Perante o aumento do número de casos de covid-19, que ultrapassou os 10 mil na quarta-feira, o ex-presidente da Associação Portuguesa de Medicina Geral e Familiar defendeu que as medidas a serem tomadas devem ser “muito restritivas e muito dirigidas à população de maior risco e aos locais de maior risco”.

“Temos que desenvolver um apoio muito explícito dirigido às pessoas com maior risco, que são os idosos, quer sejam os que estão nos lares como os que estão em casa”, disse Rui Nogueira à agência Lusa.

Ressalvando que a situação dos lares é “um problema grave, porque são idosos e estão muito juntos”, mas são 100 mil pessoas e têm apoio organizado, enquanto fora das instituições são 2,3 milhões que “também estão em risco”.

Alguns vivem com a família, mas muitos vivem sozinhos ou com outro idoso, disse, observando que “o isolamento é bom” para evitar contrair a covid-19, mas, defendeu, “estas pessoas “precisam de apoio no domicílio para que tenham aquecimento, alimentos adequados, apoio para que tenham roupa, apoio para os acompanhar até mesmo nos medicamentos porque não podem sair de casa”.

No seu entender, deve haver uma política dirigida a esta população que enfrenta agora também os efeitos do frio e que, por permanecerem nas suas casas, carecem de apoio.

Já sem a infeção pelo SARS-CoV-2, que provoca a covid-19, disse, “a situação é dramática todos os anos [no inverno], este ano ainda é mais dramático tendo em conta que os serviços hospitalares e os centros de saúde estão muito cheios e, portanto, fica muito difícil responder bem a todas as situações. É uma pressão enormíssima sobre os serviços”, advertiu.

Rui Nogueira salientou que quantos mais casos ativos houver maior é a probabilidade de haver mais casos, o que exige “um isolamento rigorosíssimo e maior quer das pessoas que estão infetadas, e que já tinham de estar rigorosamente isoladas, fechadas no seu quarto, sem contacto com ninguém”, como das outras.

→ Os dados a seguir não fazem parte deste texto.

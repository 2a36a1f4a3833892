use axum::extract::multipart::{MultipartError, MultipartRejection};
use axum::extract::rejection::FormRejection;
use axum::http::StatusCode;
use axum::response::{IntoResponse, Response};
use axum::Json;
use serde_json::json;

use crate::store::StoreError;

#[derive(Debug, thiserror::Error)]
pub enum AppError {
    #[error("{0}")]
    Validation(String),

    #[error("{0}")]
    NotFound(String),

    #[error("Image upload failed: {0}")]
    Upload(StoreError),

    #[error("{0}")]
    Store(#[from] StoreError),

    #[error("{0}")]
    PayloadTooLarge(String),

    #[error("{0}")]
    Internal(String),
}

impl AppError {
    pub fn status(&self) -> StatusCode {
        match self {
            AppError::Validation(_) => StatusCode::BAD_REQUEST,
            AppError::NotFound(_) => StatusCode::NOT_FOUND,
            AppError::PayloadTooLarge(_) => StatusCode::PAYLOAD_TOO_LARGE,
            AppError::Upload(_) | AppError::Store(_) | AppError::Internal(_) => {
                StatusCode::INTERNAL_SERVER_ERROR
            }
        }
    }

    /// Classify a body-parsing failure by the status axum assigns it.
    fn from_body_error(status: StatusCode, message: String) -> Self {
        if status == StatusCode::PAYLOAD_TOO_LARGE {
            AppError::PayloadTooLarge(message)
        } else if status.is_client_error() {
            AppError::Validation(message)
        } else {
            AppError::Internal(message)
        }
    }
}

impl From<MultipartError> for AppError {
    fn from(e: MultipartError) -> Self {
        AppError::from_body_error(e.status(), e.body_text())
    }
}

impl From<MultipartRejection> for AppError {
    fn from(e: MultipartRejection) -> Self {
        AppError::from_body_error(e.status(), e.body_text())
    }
}

impl From<FormRejection> for AppError {
    fn from(e: FormRejection) -> Self {
        AppError::from_body_error(e.status(), e.body_text())
    }
}

impl IntoResponse for AppError {
    fn into_response(self) -> Response {
        let status = self.status();
        let message = self.to_string();
        if status.is_server_error() {
            tracing::error!("Request failed: {}", message);
        }

        (status, Json(json!({ "error": message }))).into_response()
    }
}

pub type AppResult<T> = Result<T, AppError>;
//! The `FrameTransport` trait: abstraction over the streaming connection.
//!
//! A transport opens one persistent connection per `connect` call and yields
//! frames in wire order. Reconnect policy, if any, belongs to the transport;
//! the stream treats the first `Err` item as terminal.

use async_trait::async_trait;
use bytes::Bytes;
use futures::Stream;
use std::pin::Pin;
use std::sync::Arc;

use crate::error::StreamError;

/// One discrete message delivered by the transport.
#[derive(Debug, Clone, Default, PartialEq, Eq)]
pub struct Frame {
    /// Event type name, if the protocol carries one (SSE `event:` field)
    pub event: String,
    /// Last-event id, if the protocol carries one (SSE `id:` field)
    pub id: String,
    pub data: Bytes,
}

impl Frame {
    /// Frame with only a payload.
    pub fn data(data: impl Into<Bytes>) -> Self {
        Self {
            data: data.into(),
            ..Default::default()
        }
    }

    /// Keep-alive frames carry no payload.
    pub fn is_empty(&self) -> bool {
        self.data.is_empty()
    }
}

/// Frames from a single connection. Dropping it closes the connection.
pub type FrameStream = Pin<Box<dyn Stream<Item = Result<Frame, StreamError>> + Send>>;

#[async_trait]
pub trait FrameTransport: Send + Sync {
    /// Connect to `url` and start streaming frames.
    async fn connect(&self, url: &str) -> Result<FrameStream, StreamError>;
}

#[async_trait]
impl<T: FrameTransport + ?Sized> FrameTransport for Arc<T> {
    async fn connect(&self, url: &str) -> Result<FrameStream, StreamError> {
        (**self).connect(url).await
    }
}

“Temos de fazer uma visa antissocial, contrário a tudo o que é a norma habitual, mas essa é a norma de hoje. O contacto deve ser à distância, através dos telefones ou pelas vias digitais. Não é possível juntar pessoas de forma alguma”, alertou, lembrando o “mau exemplo no Natal”.

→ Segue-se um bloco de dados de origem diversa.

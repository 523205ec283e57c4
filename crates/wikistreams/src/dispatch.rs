//! Per-frame decode, validate and classify step.

use serde::de::DeserializeOwned;
use wikistreams_core::{from_object_slice, FrameError, HasMetadata, Validator};

/// What to do with one frame.
#[derive(Debug)]
pub enum Outcome<E> {
    /// Decoded and valid: deliver to the receive callback.
    Accepted(E),
    /// Decoded, right schema, but the origin filter rejected its domain.
    Dropped,
    /// Decode failure or schema mismatch: deliver to the error callback.
    Rejected(FrameError),
}

/// Decode `payload` as `E` and check its metadata with `validator`.
///
/// The payload must be a JSON object; any other JSON value is a decode error.
pub fn classify<E>(payload: &[u8], validator: &Validator<'_>) -> Outcome<E>
where
    E: DeserializeOwned + HasMetadata,
{
    let event: E = match from_object_slice(payload) {
        Ok(event) => event,
        Err(e) => return Outcome::Rejected(FrameError::Decode(e)),
    };
    match validator.validate(event.meta()) {
        Ok(true) => Outcome::Accepted(event),
        Ok(false) => Outcome::Dropped,
        Err(e) => Outcome::Rejected(FrameError::UnexpectedSchema(e)),
    }
}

No Ano Novo, apesar de não ter havido festejos coletivos na comunidade, houve dentro da casa de cada pessoa, disse, relatando o caso de uma avó que levou o vírus para casa da família onde foi celebrar a passagem do ano.

Para Rui Nogueira, a situação epidemiológica “é muito preocupante”: “mesmo sabendo que a maior parte dos casos são simples (95%), quando temos 10 mil vamos ter uma pressão muito grande sobre os internamentos e especialmente uma pressão muito grande sobre os cuidados intensivos”.

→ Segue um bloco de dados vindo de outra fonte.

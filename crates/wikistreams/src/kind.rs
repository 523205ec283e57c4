//! Stream kinds: fixed bindings of path segment, schema id and event type.
//!
//! Supporting another EventStreams feed means adding one more `StreamKind`
//! impl; the connection, decode and dispatch machinery is shared.

use serde::de::DeserializeOwned;
use wikistreams_core::{HasMetadata, RecentChangesEvent};

pub trait StreamKind {
    /// Path segment appended to the endpoint, e.g. "recentchange"
    const PATH: &'static str;
    /// Exact `meta.schema_uri` every event of this feed must carry
    const SCHEMA: &'static str;
    /// Decode target for each frame payload
    type Event: DeserializeOwned + HasMetadata;
}

/// The `recentchange` feed: every edit, page creation and log action.
#[derive(Debug, Clone, Copy, Default)]
pub struct RecentChanges;

impl StreamKind for RecentChanges {
    const PATH: &'static str = "recentchange";
    const SCHEMA: &'static str = "mediawiki/recentchange/2";
    type Event = RecentChangesEvent;
}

“É expectável que daqui a cinco, seis dias, tenhamos muito mais doentes internados e muito mais em cuidados intensivos e nós não temos mais capacidade”, lamentou.

Alertou para a situação dos doentes não-covid, que “são muito mais do que covid”, no sentido de “não haver recursos materiais e humanos para responder a tantos doentes ao mesmo tempo”.

“Ainda não resolvemos a segunda onda e tudo leva a crer que estejamos a iniciar a terceira onda. É uma situação de facto alarmante”, vincou.

"A segunda onda teve uma dimensão quatro vezes maior" do que a primeira e as respostas que houve em março/abril "não foram adequadas": "Não tivemos a mesma capacidade, a mesma força de resposta", porque a dimensão foi muito maior "e os recursos eram os mesmos ou menos".

Esta pressão também está a ser sentida nos centros de saúde onde são seguidos os casos mais simples. “Quando nós temos 10 mil casos novos, 9.500 (95%) são seguidos pelos médicos de família”, assinalou.

A pandemia de covid-19 já provocou mais de 1,8 milhões de mortos no mundo desde dezembro de 2019, incluindo 7.377 em Portugal.